ABOUT THIS EXERCISE:
Start at the line with "let student = self" in the records below, stop at the line with "if let (Some(latest), Some(memo))", and return every line in that span exactly, the two end lines included.

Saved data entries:
┌────────

//! Attendance resolver: turns a scanned student ID into an IN or OUT event.
//!
//! The next direction is the opposite of the student's most recent record
//! (IN when there is none). A scan that merely repeats the event this
//! station just recorded, within the cooldown window, is rejected without
//! writing anything.

use crate::config::Config;
use crate::core::cache::{ScanCache, ScanMemo};
use crate::core::notify::build_notification;
use crate::db::store::AttendanceStore;
use crate::errors::{AppError, AppResult};
use crate::models::attendance::AttendanceRecord;
use crate::models::direction::Direction;
use crate::models::notification::NotificationRecord;
use crate::models::scanner::ScannerKind;
use chrono::{DateTime, Duration, Utc};
use tracing::{debug, warn};

/// Static description of the checkpoint a station stands at.
#[derive(Debug, Clone, PartialEq, Eq)]
pub struct ScanContext {
    pub scanner: ScannerKind,
    pub location: String,
    pub recorded_by: String,
}

impl ScanContext {
    pub fn from_config(cfg: &Config, scanner: ScannerKind) -> Self {
        let (location, recorded_by) = cfg.scanner_context(scanner);
        Self {
            scanner,
            location: location.to_string(),
            recorded_by: recorded_by.to_string(),
        }
    }
}

#[derive(Debug, Clone, PartialEq, Eq)]
pub enum ScanDecision {
    /// Both documents were written.
    Accepted {
        record: AttendanceRecord,
        notification: NotificationRecord,
    },
    /// Repeat of the event this station resolved `elapsed` ago.
    RecentScan {
        student_id: String,
        student_name: String,
        direction: Direction,
        elapsed: Duration,
    },
}

/// Sort newest first and return the direction the next event must take.
pub fn next_direction(records: &mut [AttendanceRecord]) -> Direction {
    records.sort_by(|a, b| b.timestamp.cmp(&a.timestamp).then(b.id.cmp(&a.id)));
    records
        .first()
        .map(|latest| latest.direction.opposite())
        .unwrap_or(Direction::In)
}

pub struct AttendanceResolver<'a, S: AttendanceStore, C: ScanCache> {
    store: &'a S,
    cache: C,
    ctx: ScanContext,
    cooldown: Duration,
}

impl<'a, S: AttendanceStore, C: ScanCache> AttendanceResolver<'a, S, C> {
    pub fn new(store: &'a S, cache: C, ctx: ScanContext, cooldown: Duration) -> Self {
        Self {
            store,
            cache,
            ctx,
            cooldown,
        }
    }

    pub fn context(&self) -> &ScanContext {
        &self.ctx
    }

    /// Resolve one scan of `student_id` happening at `now`.
    ///
    /// Errors: [`AppError::StudentNotFound`] for unknown IDs and
    /// [`AppError::StoreUnavailable`] when the store cannot be reached. In
    /// both cases nothing is written.
    pub fn resolve(&mut self, student_id: &str, now: DateTime<Utc>) -> AppResult<ScanDecision> {
        let student_id = student_id.trim();

        let student = self
            .store
            .find_student(student_id)?
            .ok_or_else(|| AppError::StudentNotFound(student_id.to_string()))?;

        let mut records = self.store.records_for_student(student_id)?;
        let direction = next_direction(&mut records);

        if let (Some(latest), Some(memo)) = (records.first(), self.cache.last(student_id)?) {
            let elapsed = now.signed_duration_since(memo.at);

            if memo.direction == latest.direction && elapsed < self.cooldown {
                warn!(
                    student = student_id,
                    direction = %memo.direction,
                    elapsed_ms = elapsed.num_milliseconds(),
                    "recent scan rejected"
                );
                return Ok(ScanDecision::RecentScan {
                    student_id: student.id_number,
                    student_name: student.name,
                    direction: memo.direction,
                    elapsed,
                });
            }
        }

        let mut record = AttendanceRecord::new(
            &student.id_number,
            &student.name,
            direction,
            now,
            &self.ctx.location,
            self.ctx.scanner,
            &self.ctx.recorded_by,
        );
        record.id = self.store.append_record(&record)?;

        let mut notification = build_notification(&student, &record);
        notification.id = self.store.append_notification(&notification)?;

        self.cache.remember(student_id, ScanMemo { direction, at: now })?;

        debug!(
            student = student_id,
            %direction,
            scanner = %self.ctx.scanner,
            previous = records.len(),
            "scan accepted"
        );

        Ok(ScanDecision::Accepted {
            record,
            notification,
        })
    }
}

#[cfg(test)]
mod tests {
    use super::*;
    use crate::core::cache::MemoryScanCache;
    use crate::db::initialize::init_db;
    use crate::db::pool::DbPool;
    use crate::db::students::insert_student;
    use crate::models::student::Student;
    use chrono::TimeZone;
    use std::cell::RefCell;

    fn at(secs: i64) -> DateTime<Utc> {
        Utc.timestamp_opt(1_760_000_000 + secs, 0).unwrap()
    }

    fn ctx() -> ScanContext {
        ScanContext {
            scanner: ScannerKind::School,
            location: "School Main Gate".into(),
            recorded_by: "School Authority".into(),
        }
    }

    fn student(id: &str) -> Student {
        Student {
            id: 0,
            id_number: id.into(),
            name: "Ana Rossi".into(),
            class: "3A".into(),
            parent_name: "Marco Rossi".into(),
            parent_contact: "+39 333 000111".into(),
            parent_email: "marco@example.org".into(),
            parent_address: "Via Roma 1".into(),
            photo: None,
            qr_value: None,
            bus_id: None,
            created_at: "2025-09-01T08:00:00+02:00".into(),
        }
    }

    fn pool_with(ids: &[&str]) -> DbPool {
        let pool = DbPool::open_in_memory().unwrap();
        init_db(&pool.conn).unwrap();
        for id in ids {
            insert_student(&pool.conn, &student(id)).unwrap();
        }
        pool
    }

    fn count(pool: &DbPool, table: &str) -> i64 {
        pool.conn
            .query_row(&format!("SELECT COUNT(*) FROM {table}"), [], |r| r.get(0))
            .unwrap()
    }

    fn accepted_direction(d: ScanDecision) -> Direction {
        match d {
            ScanDecision::Accepted { record, .. } => record.direction,
            other => panic!("expected acceptance, got {other:?}"),
        }
    }

    #[test]
    fn first_scan_is_in() {
        let pool = pool_with(&["STD001"]);
        let mut r = AttendanceResolver::new(
            &pool,
            MemoryScanCache::new(),
            ctx(),
            Duration::seconds(10),
        );

        assert_eq!(accepted_direction(r.resolve("STD001", at(0)).unwrap()), Direction::In);
        assert_eq!(count(&pool, "attendance"), 1);
        assert_eq!(count(&pool, "notifications"), 1);
    }

    #[test]
    fn direction_alternates_after_cooldown() {
        let pool = pool_with(&["STD001"]);
        let mut r = AttendanceResolver::new(
            &pool,
            MemoryScanCache::new(),
            ctx(),
            Duration::seconds(10),
        );

        let dirs: Vec<Direction> = [0, 60, 120, 180]
            .iter()
            .map(|s| accepted_direction(r.resolve("STD001", at(*s)).unwrap()))
            .collect();

        assert_eq!(
            dirs,
            vec![Direction::In, Direction::Out, Direction::In, Direction::Out]
        );
    }

    #[test]
    fn repeat_within_cooldown_is_rejected_without_writes() {
        let pool = pool_with(&["STD001"]);
        let mut r = AttendanceResolver::new(
            &pool,
            MemoryScanCache::new(),
            ctx(),
            Duration::seconds(10),
        );

        r.resolve("STD001", at(0)).unwrap();
        let second = r.resolve("STD001", at(3)).unwrap();

        match second {
            ScanDecision::RecentScan {
                student_id,
                direction,
                elapsed,
                ..
            } => {
                assert_eq!(student_id, "STD001");
                assert_eq!(direction, Direction::In);
                assert_eq!(elapsed, Duration::seconds(3));
            }
            other => panic!("expected rejection, got {other:?}"),
        }
        assert_eq!(count(&pool, "attendance"), 1);
        assert_eq!(count(&pool, "notifications"), 1);
    }

    #[test]
    fn cooldown_boundary_accepts() {
        let pool = pool_with(&["STD001"]);
        let mut r = AttendanceResolver::new(
            &pool,
            MemoryScanCache::new(),
            ctx(),
            Duration::seconds(10),
        );

        r.resolve("STD001", at(0)).unwrap();
        assert_eq!(
            accepted_direction(r.resolve("STD001", at(10)).unwrap()),
            Direction::Out
        );
    }

    #[test]
    fn other_students_are_not_suppressed() {
        let pool = pool_with(&["STD001", "STD002"]);
        let mut r = AttendanceResolver::new(
            &pool,
            MemoryScanCache::new(),
            ctx(),
            Duration::seconds(10),
        );

        r.resolve("STD001", at(0)).unwrap();
        assert_eq!(
            accepted_direction(r.resolve("STD002", at(1)).unwrap()),
            Direction::In
        );
    }

    #[test]
    fn unknown_student_is_not_found_and_writes_nothing() {
        let pool = pool_with(&["STD001"]);
        let mut r = AttendanceResolver::new(
            &pool,
            MemoryScanCache::new(),
            ctx(),
            Duration::seconds(10),
        );

        let err = r.resolve("STD999", at(0)).unwrap_err();
        assert!(matches!(err, AppError::StudentNotFound(id) if id == "STD999"));
        assert_eq!(count(&pool, "attendance"), 0);
        assert_eq!(count(&pool, "notifications"), 0);
    }

    #[test]
    fn record_from_another_station_is_not_a_duplicate() {
        let pool = pool_with(&["STD001"]);

        let mut bus = AttendanceResolver::new(
            &pool,
            MemoryScanCache::new(),
            ctx(),
            Duration::seconds(10),
        );
        let mut gate = AttendanceResolver::new(
            &pool,
            MemoryScanCache::new(),
            ctx(),
            Duration::seconds(10),
        );

        bus.resolve("STD001", at(0)).unwrap();
        // the gate knows nothing of the bus scan and flips the direction
        assert_eq!(
            accepted_direction(gate.resolve("STD001", at(2)).unwrap()),
            Direction::Out
        );
        // the bus last resolved IN, but the latest record is now OUT
        assert_eq!(
            accepted_direction(bus.resolve("STD001", at(4)).unwrap()),
            Direction::In
        );
    }

    #[test]
    fn stored_order_does_not_matter() {
        let mut records = vec![
            AttendanceRecord::new("S", "S", Direction::In, at(0), "x", ScannerKind::Bus, "d"),
            AttendanceRecord::new("S", "S", Direction::In, at(200), "x", ScannerKind::Bus, "d"),
            AttendanceRecord::new("S", "S", Direction::Out, at(100), "x", ScannerKind::Bus, "d"),
        ];
        assert_eq!(next_direction(&mut records), Direction::Out);
        assert_eq!(records[0].timestamp, at(200));
        assert_eq!(next_direction(&mut []), Direction::In);
    }

    #[test]
    fn notification_references_parent_contact() {
        let pool = pool_with(&["STD001"]);
        let mut r = AttendanceResolver::new(
            &pool,
            MemoryScanCache::new(),
            ctx(),
            Duration::seconds(10),
        );

        match r.resolve("STD001", at(0)).unwrap() {
            ScanDecision::Accepted { notification, .. } => {
                assert!(notification.id > 0);
                assert_eq!(notification.student_id, "STD001");
                assert_eq!(notification.parent_contact, "+39 333 000111");
                assert_eq!(notification.parent_email, "marco@example.org");
                assert_eq!(notification.kind, "school");
                assert!(notification.message.contains("marked IN at School Main Gate"));
                assert!(!notification.read);
            }
            other => panic!("expected acceptance, got {other:?}"),
        }
    }

    #[test]
    fn notification_carries_the_event_instant() {
        let pool = pool_with(&["STD001"]);
        let mut r = AttendanceResolver::new(
            &pool,
            MemoryScanCache::new(),
            ctx(),
            Duration::seconds(10),
        );

        match r.resolve("STD001", at(0)).unwrap() {
            ScanDecision::Accepted {
                record,
                notification,
            } => {
                let created = DateTime::parse_from_rfc3339(&notification.created_at)
                    .unwrap()
                    .with_timezone(&Utc);
                assert_eq!(created, record.timestamp);
                assert_eq!(created, at(0));
                assert!(notification.created_at.ends_with('Z'));
                assert_eq!(notification.direction, Some(Direction::In));
            }
            other => panic!("expected acceptance, got {other:?}"),
        }
    }

    /// Store whose reads fail as an unreachable backend would.
    struct OfflineStore {
        writes: RefCell<usize>,
    }

    impl AttendanceStore for OfflineStore {
        fn find_student(&self, _id: &str) -> AppResult<Option<Student>> {
            Err(AppError::StoreUnavailable("network is down".into()))
        }
        fn records_for_student(&self, _id: &str) -> AppResult<Vec<AttendanceRecord>> {
            Err(AppError::StoreUnavailable("network is down".into()))
        }
        fn append_record(&self, _r: &AttendanceRecord) -> AppResult<i64> {
            *self.writes.borrow_mut() += 1;
            Ok(1)
        }
        fn append_notification(&self, _n: &NotificationRecord) -> AppResult<i64> {
            *self.writes.borrow_mut() += 1;
            Ok(1)
        }
    }

    #[test]
    fn unreachable_store_is_transient() {
        let store = OfflineStore {
            writes: RefCell::new(0),
        };
        let mut r = AttendanceResolver::new(
            &store,
            MemoryScanCache::new(),
            ctx(),
            Duration::seconds(10),
        );

        let err = r.resolve("STD001", at(0)).unwrap_err();
        assert!(err.is_transient());
        assert_eq!(*store.writes.borrow(), 0);
    }

    #[test]
    fn concrete_scenario_std001() {
        let pool = pool_with(&["STD001"]);
        let mut r = AttendanceResolver::new(
            &pool,
            MemoryScanCache::new(),
            ctx(),
            Duration::seconds(10),
        );

        assert_eq!(accepted_direction(r.resolve("STD001", at(0)).unwrap()), Direction::In);
        assert!(matches!(
            r.resolve("STD001", at(1)).unwrap(),
            ScanDecision::RecentScan { .. }
        ));

        match r.resolve("STD001", at(15)).unwrap() {
            ScanDecision::Accepted {
                record,
                notification,
            } => {
                assert_eq!(record.direction, Direction::Out);
                assert_eq!(notification.student_id, "STD001");
                assert_eq!(notification.parent_contact, "+39 333 000111");
            }
            other => panic!("expected acceptance, got {other:?}"),
        }
        assert_eq!(count(&pool, "attendance"), 2);
        assert_eq!(count(&pool, "notifications"), 2);
    }
}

└────────

REPLY:
        let student = self
            .store
            .find_student(student_id)?
            .ok_or_else(|| AppError::StudentNotFound(student_id.to_string()))?;

        let mut records = self.store.records_for_student(student_id)?;
        let direction = next_direction(&mut records);

        if let (Some(latest), Some(memo)) = (records.first(), self.cache.last(student_id)?) {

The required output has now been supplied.